*** Opening Study material ***

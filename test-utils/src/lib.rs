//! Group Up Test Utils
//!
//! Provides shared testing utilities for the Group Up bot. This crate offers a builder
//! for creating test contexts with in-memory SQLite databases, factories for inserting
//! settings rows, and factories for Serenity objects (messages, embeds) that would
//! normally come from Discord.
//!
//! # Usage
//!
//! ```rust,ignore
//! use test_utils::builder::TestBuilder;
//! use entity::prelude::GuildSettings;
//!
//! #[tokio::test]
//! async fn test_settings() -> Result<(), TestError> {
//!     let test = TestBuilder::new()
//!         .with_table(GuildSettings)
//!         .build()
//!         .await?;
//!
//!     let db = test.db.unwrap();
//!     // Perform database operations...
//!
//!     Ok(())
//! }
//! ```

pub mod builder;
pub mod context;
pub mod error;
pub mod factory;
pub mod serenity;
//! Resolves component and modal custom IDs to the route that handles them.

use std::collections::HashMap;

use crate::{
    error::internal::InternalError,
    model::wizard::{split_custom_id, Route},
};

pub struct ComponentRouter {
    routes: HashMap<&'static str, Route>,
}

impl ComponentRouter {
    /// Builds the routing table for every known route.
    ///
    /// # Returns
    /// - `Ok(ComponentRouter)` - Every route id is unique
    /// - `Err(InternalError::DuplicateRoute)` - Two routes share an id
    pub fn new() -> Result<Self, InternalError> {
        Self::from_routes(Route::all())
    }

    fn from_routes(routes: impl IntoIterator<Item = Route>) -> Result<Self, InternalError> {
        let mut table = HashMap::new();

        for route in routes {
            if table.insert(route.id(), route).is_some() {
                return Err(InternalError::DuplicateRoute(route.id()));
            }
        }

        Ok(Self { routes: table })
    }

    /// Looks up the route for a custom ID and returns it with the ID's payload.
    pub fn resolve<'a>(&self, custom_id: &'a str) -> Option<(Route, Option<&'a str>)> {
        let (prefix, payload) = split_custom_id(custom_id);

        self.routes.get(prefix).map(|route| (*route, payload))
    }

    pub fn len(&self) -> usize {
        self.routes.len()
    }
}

*** Closing Study material ***
*** Opening Study material ***

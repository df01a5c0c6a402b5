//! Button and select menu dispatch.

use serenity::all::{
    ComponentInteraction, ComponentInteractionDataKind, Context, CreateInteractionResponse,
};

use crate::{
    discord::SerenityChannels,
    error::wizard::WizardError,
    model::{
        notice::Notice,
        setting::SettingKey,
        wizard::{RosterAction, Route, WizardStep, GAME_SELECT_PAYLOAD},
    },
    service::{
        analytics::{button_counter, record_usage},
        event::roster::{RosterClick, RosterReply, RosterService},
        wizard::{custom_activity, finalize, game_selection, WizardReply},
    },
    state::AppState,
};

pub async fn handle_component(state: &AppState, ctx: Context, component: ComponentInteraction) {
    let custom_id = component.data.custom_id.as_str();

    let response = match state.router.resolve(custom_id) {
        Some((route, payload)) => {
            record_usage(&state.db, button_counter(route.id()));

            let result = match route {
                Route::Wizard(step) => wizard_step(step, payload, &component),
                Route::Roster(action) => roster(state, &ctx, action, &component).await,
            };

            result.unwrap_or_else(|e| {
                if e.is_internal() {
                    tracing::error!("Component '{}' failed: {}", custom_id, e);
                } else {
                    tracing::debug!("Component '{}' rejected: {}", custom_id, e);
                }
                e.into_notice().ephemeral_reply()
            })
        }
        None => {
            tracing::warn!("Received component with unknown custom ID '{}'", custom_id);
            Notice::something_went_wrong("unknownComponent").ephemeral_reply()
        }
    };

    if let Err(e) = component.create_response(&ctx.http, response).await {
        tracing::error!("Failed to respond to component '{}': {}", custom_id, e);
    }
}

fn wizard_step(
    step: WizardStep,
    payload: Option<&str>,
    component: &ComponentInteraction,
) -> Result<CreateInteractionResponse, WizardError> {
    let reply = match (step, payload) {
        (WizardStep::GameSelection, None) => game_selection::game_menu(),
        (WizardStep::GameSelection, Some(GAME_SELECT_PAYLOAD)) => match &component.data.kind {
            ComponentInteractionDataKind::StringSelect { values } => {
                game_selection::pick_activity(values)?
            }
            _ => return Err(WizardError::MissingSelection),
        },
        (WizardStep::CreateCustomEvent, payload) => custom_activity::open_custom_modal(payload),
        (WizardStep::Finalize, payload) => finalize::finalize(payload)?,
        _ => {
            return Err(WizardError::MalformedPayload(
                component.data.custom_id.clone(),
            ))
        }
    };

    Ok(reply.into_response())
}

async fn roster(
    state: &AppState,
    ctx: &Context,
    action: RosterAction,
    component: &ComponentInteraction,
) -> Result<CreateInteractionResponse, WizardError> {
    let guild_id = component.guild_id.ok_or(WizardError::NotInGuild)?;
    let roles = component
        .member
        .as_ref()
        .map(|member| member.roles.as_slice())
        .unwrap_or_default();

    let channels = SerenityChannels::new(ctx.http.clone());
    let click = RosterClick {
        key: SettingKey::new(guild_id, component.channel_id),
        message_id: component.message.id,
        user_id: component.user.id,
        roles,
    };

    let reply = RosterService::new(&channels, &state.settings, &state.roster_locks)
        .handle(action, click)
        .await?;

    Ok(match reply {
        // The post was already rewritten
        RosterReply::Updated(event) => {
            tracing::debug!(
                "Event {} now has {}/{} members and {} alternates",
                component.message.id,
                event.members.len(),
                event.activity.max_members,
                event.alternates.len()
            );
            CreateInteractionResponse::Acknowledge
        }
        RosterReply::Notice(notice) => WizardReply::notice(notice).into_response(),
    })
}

*** Closing Study material ***
*** Opening Study material ***

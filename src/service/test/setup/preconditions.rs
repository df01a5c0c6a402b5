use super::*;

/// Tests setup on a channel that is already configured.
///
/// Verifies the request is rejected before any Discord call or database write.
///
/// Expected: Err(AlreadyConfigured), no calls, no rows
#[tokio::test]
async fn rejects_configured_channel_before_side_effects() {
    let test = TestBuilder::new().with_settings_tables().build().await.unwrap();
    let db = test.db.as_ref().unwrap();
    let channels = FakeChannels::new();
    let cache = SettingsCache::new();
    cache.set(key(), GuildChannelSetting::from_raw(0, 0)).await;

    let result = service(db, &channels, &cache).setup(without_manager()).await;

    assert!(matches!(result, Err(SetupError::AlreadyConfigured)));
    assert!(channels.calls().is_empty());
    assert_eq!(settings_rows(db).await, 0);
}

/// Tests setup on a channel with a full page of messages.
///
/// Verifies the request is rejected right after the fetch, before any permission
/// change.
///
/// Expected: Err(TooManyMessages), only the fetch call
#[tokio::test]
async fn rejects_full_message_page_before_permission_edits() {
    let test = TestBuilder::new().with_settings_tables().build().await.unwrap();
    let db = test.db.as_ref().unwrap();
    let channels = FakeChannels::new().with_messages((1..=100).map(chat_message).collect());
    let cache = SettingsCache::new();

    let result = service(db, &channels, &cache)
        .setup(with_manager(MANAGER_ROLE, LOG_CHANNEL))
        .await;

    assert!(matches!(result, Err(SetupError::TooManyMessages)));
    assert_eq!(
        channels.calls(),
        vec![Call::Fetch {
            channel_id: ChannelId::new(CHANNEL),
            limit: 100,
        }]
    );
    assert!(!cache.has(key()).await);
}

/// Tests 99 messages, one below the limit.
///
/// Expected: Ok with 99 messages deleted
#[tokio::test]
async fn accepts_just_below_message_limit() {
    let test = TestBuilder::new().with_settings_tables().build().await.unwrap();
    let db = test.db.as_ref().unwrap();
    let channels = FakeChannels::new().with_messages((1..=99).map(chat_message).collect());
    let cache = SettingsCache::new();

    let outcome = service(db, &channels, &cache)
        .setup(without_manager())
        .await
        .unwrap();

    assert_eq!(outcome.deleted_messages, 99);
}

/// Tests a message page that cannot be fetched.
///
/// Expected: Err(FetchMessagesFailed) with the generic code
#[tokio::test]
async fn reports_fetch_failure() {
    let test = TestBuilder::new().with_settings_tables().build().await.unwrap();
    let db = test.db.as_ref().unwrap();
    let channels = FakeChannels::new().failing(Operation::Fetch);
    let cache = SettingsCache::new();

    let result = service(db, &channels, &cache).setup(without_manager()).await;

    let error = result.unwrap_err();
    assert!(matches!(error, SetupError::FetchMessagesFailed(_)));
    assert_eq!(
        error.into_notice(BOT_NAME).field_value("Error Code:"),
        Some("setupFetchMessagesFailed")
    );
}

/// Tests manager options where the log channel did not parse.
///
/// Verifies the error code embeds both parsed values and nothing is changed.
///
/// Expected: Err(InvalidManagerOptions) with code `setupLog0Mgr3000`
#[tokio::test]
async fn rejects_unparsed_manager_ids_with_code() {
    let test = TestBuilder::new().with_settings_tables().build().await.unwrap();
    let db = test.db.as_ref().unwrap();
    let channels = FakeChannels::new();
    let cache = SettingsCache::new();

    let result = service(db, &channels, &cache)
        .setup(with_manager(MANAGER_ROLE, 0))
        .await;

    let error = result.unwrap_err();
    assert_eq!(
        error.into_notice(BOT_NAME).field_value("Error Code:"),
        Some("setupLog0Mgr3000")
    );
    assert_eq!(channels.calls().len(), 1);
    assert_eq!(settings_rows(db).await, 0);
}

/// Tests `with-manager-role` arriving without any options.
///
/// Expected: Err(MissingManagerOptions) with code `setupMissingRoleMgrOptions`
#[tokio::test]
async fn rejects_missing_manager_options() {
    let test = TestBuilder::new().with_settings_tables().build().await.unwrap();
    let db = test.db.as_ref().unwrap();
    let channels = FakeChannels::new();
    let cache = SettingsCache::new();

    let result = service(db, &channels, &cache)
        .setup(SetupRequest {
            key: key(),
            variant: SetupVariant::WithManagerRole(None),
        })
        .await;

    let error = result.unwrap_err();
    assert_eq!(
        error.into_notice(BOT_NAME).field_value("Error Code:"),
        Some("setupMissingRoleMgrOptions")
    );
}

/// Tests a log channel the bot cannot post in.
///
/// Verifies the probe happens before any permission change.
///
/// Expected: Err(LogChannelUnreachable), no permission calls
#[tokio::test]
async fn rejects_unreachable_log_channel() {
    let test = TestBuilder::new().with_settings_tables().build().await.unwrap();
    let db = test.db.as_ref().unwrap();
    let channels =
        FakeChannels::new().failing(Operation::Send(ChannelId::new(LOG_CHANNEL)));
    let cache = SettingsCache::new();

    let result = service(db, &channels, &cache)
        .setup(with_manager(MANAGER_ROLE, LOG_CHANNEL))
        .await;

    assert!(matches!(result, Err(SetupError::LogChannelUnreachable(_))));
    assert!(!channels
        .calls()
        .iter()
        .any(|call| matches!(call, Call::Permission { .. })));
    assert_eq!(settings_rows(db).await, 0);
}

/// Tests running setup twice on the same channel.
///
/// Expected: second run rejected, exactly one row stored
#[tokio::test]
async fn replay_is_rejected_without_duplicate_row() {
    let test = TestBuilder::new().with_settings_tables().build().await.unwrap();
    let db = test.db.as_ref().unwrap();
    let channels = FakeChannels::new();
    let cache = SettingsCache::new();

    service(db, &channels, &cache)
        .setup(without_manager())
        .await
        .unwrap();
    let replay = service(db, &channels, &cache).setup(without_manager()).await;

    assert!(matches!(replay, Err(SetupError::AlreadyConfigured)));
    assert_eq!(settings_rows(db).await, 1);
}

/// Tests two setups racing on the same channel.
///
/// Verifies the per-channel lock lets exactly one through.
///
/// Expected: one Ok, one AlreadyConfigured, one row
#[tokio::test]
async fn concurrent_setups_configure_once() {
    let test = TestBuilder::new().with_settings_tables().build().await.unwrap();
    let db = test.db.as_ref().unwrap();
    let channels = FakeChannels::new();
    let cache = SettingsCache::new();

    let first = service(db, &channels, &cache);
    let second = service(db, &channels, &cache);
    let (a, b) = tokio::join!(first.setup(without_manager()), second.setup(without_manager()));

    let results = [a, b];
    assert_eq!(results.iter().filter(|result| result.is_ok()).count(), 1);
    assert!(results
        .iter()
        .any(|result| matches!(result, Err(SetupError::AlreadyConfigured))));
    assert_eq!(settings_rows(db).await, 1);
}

*** Closing Study material ***

Select all lines in the listing that include the word "first".

    let first = service(db, &channels, &cache);
    let (a, b) = tokio::join!(first.setup(without_manager()), second.setup(without_manager()));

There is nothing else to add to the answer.